[MATERIALS PROVIDED]
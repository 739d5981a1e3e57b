//! Defines everything necessary for avro deserialization
//!
//! # For advanced usage
//!
//! You typically want to use top-level functions such as
//! [`from_datum_slice`](crate::from_datum_slice) but access to this may be
//! necessary for more advanced usage.
//!
//! This gives manual access to the type that implements
//! [`serde::Deserializer`], as well as its building blocks in order to set
//! configuration parameters meant to prevent DOS:
//! - [`DeserializerConfig::max_slice_alloc_size`]
//! - [`read::ReaderRead::max_byte_slice_size`]
//!
//! Such usage would go as follows:
//! ```
//! let schema: avro_datum::Schema = r#"
//! {
//! 	"namespace": "test",
//! 	"type": "record",
//! 	"name": "Test",
//! 	"fields": [{ "name": "field", "type": "string" }]
//! }
//! "#
//! .parse()
//! .expect("Failed to parse schema");
//!
//! #[derive(serde_derive::Deserialize, Debug, PartialEq)]
//! struct Test {
//! 	field: String,
//! }
//!
//! let avro_datum: &[u8] = &[6, 102, 111, 111]; // Any `impl BufRead`
//!
//! // Of course, don't actually use `ReaderRead` if you have a slice
//! let mut avro_reader = avro_datum::de::read::ReaderRead::new(avro_datum);
//!
//! // Now we can set some custom parameters
//! avro_reader.max_byte_slice_size = 32 * 1024;
//!
//! // We can also set parameters that are common to the slice version and
//! // the reader version
//! let mut deserializer_config = avro_datum::de::DeserializerConfig::new(&schema);
//! deserializer_config.max_slice_alloc_size = 1_000_000;
//!
//! let mut deserializer_state =
//! 	avro_datum::de::DeserializerState::with_config(avro_reader, deserializer_config);
//!
//! // It's not the `&mut DeserializerState` that implements
//! // `serde::Deserializer` directly: that is `DatumDeserializer`, built
//! // through `DeserializerState::deserializer`
//! let result: Test = serde::Deserialize::deserialize(deserializer_state.deserializer())
//! 	.expect("Failed to deserialize");
//! assert_eq!(
//! 	result,
//! 	Test {
//! 		field: "foo".to_owned()
//! 	}
//! );
//! ```

mod deserializer;
mod error;
pub mod read;

use read::*;
pub use {deserializer::*, error::DeError};

use crate::schema::frozen::{Node, Schema};

use serde::de::*;

/// All configuration and state necessary for the deserialization to run
///
/// Notably holds the reader and a [`DeserializerConfig`].
///
/// Does not implement [`Deserializer`] directly (use
/// [`.deserializer`](Self::deserializer) to obtain that).
pub struct DeserializerState<'s, R> {
	pub(crate) reader: R,
	config: DeserializerConfig<'s>,
}

/// Schema + other configs for deserialization
#[derive(Clone, Copy)]
pub struct DeserializerConfig<'s> {
	pub(crate) schema: &'s Schema,
	/// If a sequence (array or map blocks, cumulated) turns out to be longer
	/// than this during deserialization, we will throw an error instead.
	///
	/// This bounds the allocations a hostile stream can trigger (and
	/// protects against infinite loops on zero-length blocks). Default is
	/// `1 000 000 000`.
	///
	/// Note that if you're deserializing from an `impl BufRead` instead of a
	/// slice (consequently using [`ReaderRead`]), there's an additional
	/// similar parameter [there](ReaderRead::max_byte_slice_size) that you
	/// may want to configure.
	pub max_slice_alloc_size: usize,
	/// If a datum turns out to be deeper than this during deserialization,
	/// we will throw an error instead.
	///
	/// This is to avoid running into a stack overflow at deserialization
	/// time on recursive schemas. Default is `64`.
	pub allowed_depth: usize,
}

impl<'s> DeserializerConfig<'s> {
	/// Construct a `DeserializerConfig` from a schema, otherwise
	/// initializing all other parameters to their default values
	pub fn new(schema: &'s Schema) -> Self {
		Self {
			schema,
			max_slice_alloc_size: 1_000_000_000,
			allowed_depth: 64,
		}
	}
}

impl<'s, 'de, R: ReadSlice<'de>> DeserializerState<'s, R> {
	/// Construct a `DeserializerState` from a reader and a schema,
	/// internally initializing a `DeserializerConfig` from the schema with
	/// all other parameters set to their default values
	pub fn new(r: R, schema: &'s Schema) -> Self {
		Self::with_config(r, DeserializerConfig::new(schema))
	}

	/// Construct a `DeserializerState` from a `ReadSlice` (either a
	/// [`SliceRead`] or a [`ReaderRead`]) and a [`DeserializerConfig`]
	pub fn with_config(r: R, config: DeserializerConfig<'s>) -> Self {
		DeserializerState { reader: r, config }
	}

	/// Obtain the actual [`serde::Deserializer`] for this
	/// `DeserializerState`
	pub fn deserializer<'r>(&'r mut self) -> DatumDeserializer<'r, 's, R> {
		let node = self.config.schema.root();
		DatumDeserializer {
			node,
			allowed_depth: AllowedDepth::new(self.config.allowed_depth),
			state: self,
		}
	}

	pub(crate) fn deserializer_at<'r>(&'r mut self, node: &'s Node) -> DatumDeserializer<'r, 's, R> {
		DatumDeserializer {
			node,
			allowed_depth: AllowedDepth::new(self.config.allowed_depth),
			state: self,
		}
	}
}

impl<'s, R> DeserializerState<'s, R> {
	/// Turn the `DeserializerState` into the reader it was built from
	pub fn into_reader(self) -> R {
		self.reader
	}

	/// Get the configuration that this `DeserializerState` uses (that it was
	/// built with)
	pub fn config(&self) -> &DeserializerConfig<'s> {
		&self.config
	}
}

impl<'s, 'a> DeserializerState<'s, read::SliceRead<'a>> {
	/// Construct a `DeserializerState` from an `&[u8]` and a schema,
	/// otherwise initializing all other parameters to their default values
	pub fn from_slice(slice: &'a [u8], schema: &'s Schema) -> Self {
		Self::new(read::SliceRead::new(slice), schema)
	}
}

impl<'s, R: std::io::BufRead> DeserializerState<'s, read::ReaderRead<R>> {
	/// Construct a `DeserializerState` from an
	/// [`impl BufRead`](std::io::BufRead) and a schema, otherwise
	/// initializing all other parameters to their default values
	///
	/// Prefer using [`DeserializerState::from_slice`] if you have a slice,
	/// as that will be more performant and enable you to borrow `&str`s from
	/// the original slice.
	pub fn from_reader(reader: R, schema: &'s Schema) -> Self {
		Self::new(read::ReaderRead::new(reader), schema)
	}
}

impl<R> std::ops::Deref for DeserializerState<'_, R> {
	type Target = R;
	fn deref(&self) -> &Self::Target {
		&self.reader
	}
}

impl<R> std::ops::DerefMut for DeserializerState<'_, R> {
	fn deref_mut(&mut self) -> &mut Self::Target {
		&mut self.reader
	}
}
[/MATERIALS PROVIDED]
WORK INSTRUCTION.
Every entry must be duplicated exactly as it was written.

WRITTEN RESPONSE.
repository 739d5981a1e3e57b
//! Defines everything necessary for avro deserialization
//!
//! # For advanced usage
//!
//! You typically want to use top-level functions such as
//! [`from_datum_slice`](crate::from_datum_slice) but access to this may be
//! necessary for more advanced usage.
//!
//! This gives manual access to the type that implements
//! [`serde::Deserializer`], as well as its building blocks in order to set
//! configuration parameters meant to prevent DOS:
//! - [`DeserializerConfig::max_slice_alloc_size`]
//! - [`read::ReaderRead::max_byte_slice_size`]
//!
//! Such usage would go as follows:
//! ```
//! let schema: avro_datum::Schema = r#"
//! {
//! 	"namespace": "test",
//! 	"type": "record",
//! 	"name": "Test",
//! 	"fields": [{ "name": "field", "type": "string" }]
//! }
//! "#
//! .parse()
//! .expect("Failed to parse schema");
//!
//! #[derive(serde_derive::Deserialize, Debug, PartialEq)]
//! struct Test {
//! 	field: String,
//! }
//!
//! let avro_datum: &[u8] = &[6, 102, 111, 111]; // Any `impl BufRead`
//!
//! // Of course, don't actually use `ReaderRead` if you have a slice
//! let mut avro_reader = avro_datum::de::read::ReaderRead::new(avro_datum);
//!
//! // Now we can set some custom parameters
//! avro_reader.max_byte_slice_size = 32 * 1024;
//!
//! // We can also set parameters that are common to the slice version and
//! // the reader version
//! let mut deserializer_config = avro_datum::de::DeserializerConfig::new(&schema);
//! deserializer_config.max_slice_alloc_size = 1_000_000;
//!
//! let mut deserializer_state =
//! 	avro_datum::de::DeserializerState::with_config(avro_reader, deserializer_config);
//!
//! // It's not the `&mut DeserializerState` that implements
//! // `serde::Deserializer` directly: that is `DatumDeserializer`, built
//! // through `DeserializerState::deserializer`
//! let result: Test = serde::Deserialize::deserialize(deserializer_state.deserializer())
//! 	.expect("Failed to deserialize");
//! assert_eq!(
//! 	result,
//! 	Test {
//! 		field: "foo".to_owned()
//! 	}
//! );
//! ```

mod deserializer;
mod error;
pub mod read;

use read::*;
pub use {deserializer::*, error::DeError};

use crate::schema::frozen::{Node, Schema};

use serde::de::*;

/// All configuration and state necessary for the deserialization to run
///
/// Notably holds the reader and a [`DeserializerConfig`].
///
/// Does not implement [`Deserializer`] directly (use
/// [`.deserializer`](Self::deserializer) to obtain that).
pub struct DeserializerState<'s, R> {
	pub(crate) reader: R,
	config: DeserializerConfig<'s>,
}

/// Schema + other configs for deserialization
#[derive(Clone, Copy)]
pub struct DeserializerConfig<'s> {
	pub(crate) schema: &'s Schema,
	/// If a sequence (array or map blocks, cumulated) turns out to be longer
	/// than this during deserialization, we will throw an error instead.
	///
	/// This bounds the allocations a hostile stream can trigger (and
	/// protects against infinite loops on zero-length blocks). Default is
	/// `1 000 000 000`.
	///
	/// Note that if you're deserializing from an `impl BufRead` instead of a
	/// slice (consequently using [`ReaderRead`]), there's an additional
	/// similar parameter [there](ReaderRead::max_byte_slice_size) that you
	/// may want to configure.
	pub max_slice_alloc_size: usize,
	/// If a datum turns out to be deeper than this during deserialization,
	/// we will throw an error instead.
	///
	/// This is to avoid running into a stack overflow at deserialization
	/// time on recursive schemas. Default is `64`.
	pub allowed_depth: usize,
}

impl<'s> DeserializerConfig<'s> {
	/// Construct a `DeserializerConfig` from a schema, otherwise
	/// initializing all other parameters to their default values
	pub fn new(schema: &'s Schema) -> Self {
		Self {
			schema,
			max_slice_alloc_size: 1_000_000_000,
			allowed_depth: 64,
		}
	}
}

impl<'s, 'de, R: ReadSlice<'de>> DeserializerState<'s, R> {
	/// Construct a `DeserializerState` from a reader and a schema,
	/// internally initializing a `DeserializerConfig` from the schema with
	/// all other parameters set to their default values
	pub fn new(r: R, schema: &'s Schema) -> Self {
		Self::with_config(r, DeserializerConfig::new(schema))
	}

	/// Construct a `DeserializerState` from a `ReadSlice` (either a
	/// [`SliceRead`] or a [`ReaderRead`]) and a [`DeserializerConfig`]
	pub fn with_config(r: R, config: DeserializerConfig<'s>) -> Self {
		DeserializerState { reader: r, config }
	}

	/// Obtain the actual [`serde::Deserializer`] for this
	/// `DeserializerState`
	pub fn deserializer<'r>(&'r mut self) -> DatumDeserializer<'r, 's, R> {
		let node = self.config.schema.root();
		DatumDeserializer {
			node,
			allowed_depth: AllowedDepth::new(self.config.allowed_depth),
			state: self,
		}
	}

	pub(crate) fn deserializer_at<'r>(&'r mut self, node: &'s Node) -> DatumDeserializer<'r, 's, R> {
		DatumDeserializer {
			node,
			allowed_depth: AllowedDepth::new(self.config.allowed_depth),
			state: self,
		}
	}
}

impl<'s, R> DeserializerState<'s, R> {
	/// Turn the `DeserializerState` into the reader it was built from
	pub fn into_reader(self) -> R {
		self.reader
	}

	/// Get the configuration that this `DeserializerState` uses (that it was
	/// built with)
	pub fn config(&self) -> &DeserializerConfig<'s> {
		&self.config
	}
}

impl<'s, 'a> DeserializerState<'s, read::SliceRead<'a>> {
	/// Construct a `DeserializerState` from an `&[u8]` and a schema,
	/// otherwise initializing all other parameters to their default values
	pub fn from_slice(slice: &'a [u8], schema: &'s Schema) -> Self {
		Self::new(read::SliceRead::new(slice), schema)
	}
}

impl<'s, R: std::io::BufRead> DeserializerState<'s, read::ReaderRead<R>> {
	/// Construct a `DeserializerState` from an
	/// [`impl BufRead`](std::io::BufRead) and a schema, otherwise
	/// initializing all other parameters to their default values
	///
	/// Prefer using [`DeserializerState::from_slice`] if you have a slice,
	/// as that will be more performant and enable you to borrow `&str`s from
	/// the original slice.
	pub fn from_reader(reader: R, schema: &'s Schema) -> Self {
		Self::new(read::ReaderRead::new(reader), schema)
	}
}

impl<R> std::ops::Deref for DeserializerState<'_, R> {
	type Target = R;
	fn deref(&self) -> &Self::Target {
		&self.reader
	}
}

impl<R> std::ops::DerefMut for DeserializerState<'_, R> {
	fn deref_mut(&mut self) -> &mut Self::Target {
		&mut self.reader
	}
}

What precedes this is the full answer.